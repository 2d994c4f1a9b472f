// apps/kernel-server/src/server/handlers.rs
// Purpose: HTTP surface (C10): parse, validate, mutate via the store,
// bump version, publish deltas, log activity, return JSON.
// Architecture: API layer
// Dependencies: Axum

use axum::{
    extract::{ws::WebSocketUpgrade, Path, Query, State},
    response::IntoResponse,
    Json,
};
use serde::Deserialize;
use serde_json::json;
use std::sync::Arc;

use crate::error::ApiError;
use crate::models::{
    ActivityWire, AgentCostWire, AgentPatch, AgentWire, MessageCreate, MessageWire,
    StateOverride, TaskCreate, TaskStatusPatch, TaskWire,
};
use crate::server::auth::AuthorizedRequest;
use crate::server::AppState;
use crate::store::{AgentUpdate, NewMessage, NewTask};

pub async fn health(State(state): State<Arc<AppState>>) -> impl IntoResponse {
    match state.store.ping().await {
        Ok(()) => (
            axum::http::StatusCode::OK,
            Json(json!({ "status": "ok", "service": "devswarm-kernel", "database": "up" })),
        ),
        Err(e) => (
            axum::http::StatusCode::SERVICE_UNAVAILABLE,
            Json(json!({ "status": "degraded", "service": "devswarm-kernel", "database": e.to_string() })),
        ),
    }
}

pub async fn list_agents(
    _auth: AuthorizedRequest,
    State(state): State<Arc<AppState>>,
) -> Result<Json<Vec<AgentWire>>, ApiError> {
    let agents = state.store.list_agents().await?;
    Ok(Json(agents.iter().map(AgentWire::from).collect()))
}

pub async fn get_agent(
    _auth: AuthorizedRequest,
    State(state): State<Arc<AppState>>,
    Path(id): Path<String>,
) -> Result<Json<AgentWire>, ApiError> {
    let agent = state.store.get_agent(&id).await?.ok_or(ApiError::NotFound)?;
    Ok(Json(AgentWire::from(&agent)))
}

pub async fn patch_agent(
    _auth: AuthorizedRequest,
    State(state): State<Arc<AppState>>,
    Path(id): Path<String>,
    Json(patch): Json<AgentPatch>,
) -> Result<Json<AgentWire>, ApiError> {
    let update = AgentUpdate {
        room: patch.current_room,
        status: patch.status,
        current_task: patch.current_task,
        thought_chain: patch.thought_chain,
    };

    let agent = state
        .store
        .update_agent(&id, update)
        .await?
        .ok_or(ApiError::NotFound)?;

    state.store.bump_version().await?;
    state.delta.publish_agent(&agent).await;
    state
        .store
        .log_activity(&id, "agent_patched", json!({}))
        .await?;

    Ok(Json(AgentWire::from(&agent)))
}

#[derive(Debug, Deserialize)]
pub struct ListTasksQuery {
    agent_id: Option<String>,
}

pub async fn list_tasks(
    _auth: AuthorizedRequest,
    State(state): State<Arc<AppState>>,
    Query(query): Query<ListTasksQuery>,
) -> Result<Json<Vec<TaskWire>>, ApiError> {
    let tasks = state.store.list_tasks(query.agent_id.as_deref()).await?;
    Ok(Json(tasks.iter().map(TaskWire::from).collect()))
}

pub async fn create_task(
    _auth: AuthorizedRequest,
    State(state): State<Arc<AppState>>,
    Json(payload): Json<TaskCreate>,
) -> Result<impl IntoResponse, ApiError> {
    if payload.title.trim().is_empty() {
        return Err(ApiError::InvalidInput("title must not be empty".to_string()));
    }

    let task = state
        .store
        .create_task(NewTask {
            title: payload.title,
            description: payload.description,
            status: payload.status.unwrap_or(crate::models::TaskStatus::Backlog),
            priority: payload.priority,
            created_by: payload.created_by,
            assigned_agents: payload.assigned_agents,
        })
        .await?;

    state.store.bump_version().await?;
    state.delta.publish_task(&task).await;
    state
        .store
        .log_activity(&task.created_by, "task_created", json!({ "task_id": task.id }))
        .await?;

    Ok((
        axum::http::StatusCode::CREATED,
        Json(json!({ "id": task.id })),
    ))
}

pub async fn patch_task_status(
    _auth: AuthorizedRequest,
    State(state): State<Arc<AppState>>,
    Path(id): Path<String>,
    Json(patch): Json<TaskStatusPatch>,
) -> Result<Json<TaskWire>, ApiError> {
    let task = state
        .store
        .set_task_status(&id, patch.status)
        .await?
        .ok_or(ApiError::NotFound)?;

    state.store.bump_version().await?;
    state.delta.publish_task(&task).await;
    state
        .store
        .log_activity("", "task_status_changed", json!({ "task_id": task.id }))
        .await?;

    Ok(Json(TaskWire::from(&task)))
}

#[derive(Debug, Deserialize)]
pub struct ListMessagesQuery {
    limit: Option<i64>,
    agent_id: Option<String>,
}

pub async fn list_messages(
    _auth: AuthorizedRequest,
    State(state): State<Arc<AppState>>,
    Query(query): Query<ListMessagesQuery>,
) -> Result<Json<Vec<MessageWire>>, ApiError> {
    let limit = query.limit.unwrap_or(50).clamp(1, 200);
    let messages = state
        .store
        .list_messages(limit, query.agent_id.as_deref())
        .await?;
    Ok(Json(messages.iter().map(MessageWire::from).collect()))
}

pub async fn create_message(
    _auth: AuthorizedRequest,
    State(state): State<Arc<AppState>>,
    Json(payload): Json<MessageCreate>,
) -> Result<Json<MessageWire>, ApiError> {
    if payload.content.trim().is_empty() {
        return Err(ApiError::InvalidInput("content must not be empty".to_string()));
    }

    let message = state
        .store
        .create_message(NewMessage {
            from_agent: payload.from_agent,
            to_agent: payload.to_agent,
            content: payload.content,
            message_type: payload.message_type,
        })
        .await?;

    state.store.bump_version().await?;
    state.delta.publish_message(&message).await;

    Ok(Json(MessageWire::from(&message)))
}

pub async fn get_state(
    _auth: AuthorizedRequest,
    State(state): State<Arc<AppState>>,
) -> Result<impl IntoResponse, ApiError> {
    let body = state.snapshot.assemble_text().await?;
    Ok((
        [(axum::http::header::CONTENT_TYPE, "application/json")],
        body,
    ))
}

pub async fn override_state(
    _auth: AuthorizedRequest,
    State(state): State<Arc<AppState>>,
    Json(payload): Json<StateOverride>,
) -> Result<Json<Vec<AgentWire>>, ApiError> {
    if payload.global_status.is_none() || payload.default_room.is_none() {
        return Ok(Json(
            state
                .store
                .list_agents()
                .await?
                .iter()
                .map(AgentWire::from)
                .collect(),
        ));
    }

    let agents = state
        .store
        .override_agents(payload.global_status, payload.default_room)
        .await?;

    state.store.bump_version().await?;
    for agent in &agents {
        state.delta.publish_agent(agent).await;
    }
    state
        .store
        .log_activity("", "state_overridden", json!({ "message": payload.message }))
        .await?;

    Ok(Json(agents.iter().map(AgentWire::from).collect()))
}

pub async fn get_costs(
    _auth: AuthorizedRequest,
    State(state): State<Arc<AppState>>,
) -> Result<Json<Vec<AgentCostWire>>, ApiError> {
    let costs = state.store.get_costs().await?;
    Ok(Json(
        costs
            .into_iter()
            .map(|(agent_id, cost)| AgentCostWire {
                agent_id,
                input_tokens: cost.input_tokens,
                output_tokens: cost.output_tokens,
                cost: cost.cost,
            })
            .collect(),
    ))
}

#[derive(Debug, Deserialize)]
pub struct ListActivityQuery {
    limit: Option<i64>,
}

pub async fn list_activity(
    _auth: AuthorizedRequest,
    State(state): State<Arc<AppState>>,
    Query(query): Query<ListActivityQuery>,
) -> Result<Json<Vec<ActivityWire>>, ApiError> {
    let limit = query.limit.unwrap_or(100).clamp(1, 500);
    let activity = state.store.list_activity(limit).await?;
    Ok(Json(activity.iter().map(ActivityWire::from).collect()))
}

pub async fn ws_upgrade(
    State(state): State<Arc<AppState>>,
    ws: WebSocketUpgrade,
) -> impl IntoResponse {
    let hub = state.hub.clone();
    let config = crate::ws::ConnectionConfig {
        ping_period: state.config.ping_period,
        pong_deadline: state.config.pong_deadline,
        write_deadline: state.config.write_deadline,
    };
    ws.on_upgrade(move |socket| crate::ws::handle_socket(socket, hub, config))
}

** TASK OBJECTIVE **
From the entries above, copy each line that holds "devswarm".

** SOLUTION TO THE EXERCISE **
            Json(json!({ "status": "ok", "service": "devswarm-kernel", "database": "up" })),
            Json(json!({ "status": "degraded", "service": "devswarm-kernel", "database": e.to_string() })),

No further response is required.